What you are asked to do -
Your response should contain each line of the data that includes "author".

Items listed in a dataset -
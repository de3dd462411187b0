pub mod board;
pub mod error;
pub mod perft;
pub mod rules;
pub mod types;
pub mod uci;

// Re-export the rules boundary (not engine-specific)
pub use board::*;
pub use error::*;
pub use perft::perft;
pub use rules::*;
pub use types::*;
pub use uci::*;

/// Move type produced by [`Position`].
pub use cozy_chess::Move;

// =============================================================================
// Engine trait: implemented by every move-selection strategy
// =============================================================================

/// Result of a search operation
#[derive(Debug, Clone, PartialEq, Eq)]
pub struct SearchResult<M> {
    /// The best move found (None if no legal moves)
    pub best_move: Option<M>,
    /// Evaluation score in centipawns, positive favoring White
    pub score: i32,
    /// Search depth used
    pub depth: u8,
    /// Number of nodes searched (for stats)
    pub nodes: u64,
}

impl<M> SearchResult<M> {
    /// The "no move available" outcome for checkmated or stalemated positions.
    pub fn no_move(depth: u8) -> Self {
        Self {
            best_move: None,
            score: 0,
            depth,
            nodes: 0,
        }
    }
}

/// Trait that all move-selection strategies implement.
///
/// Engines receive the caller's position by shared reference and must do any
/// make/unmake work on their own copy.
pub trait Engine<P: Rules> {
    /// Search the position to the given depth in plies.
    ///
    /// # Returns
    /// SearchResult containing best move, score, and statistics, or an error
    /// if the rules engine contradicted itself during the search.
    fn search(&mut self, pos: &P, depth: u8) -> Result<SearchResult<P::Move>, SearchError>;

    /// Returns the engine's name for UCI identification
    fn name(&self) -> &str;

    /// Returns the engine's author for UCI identification
    fn author(&self) -> &str {
        "ML-chess"
    }

    /// Reset internal state for a new game
    fn new_game(&mut self) {}
}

Written reply -
    /// Returns the engine's author for UCI identification
    fn author(&self) -> &str {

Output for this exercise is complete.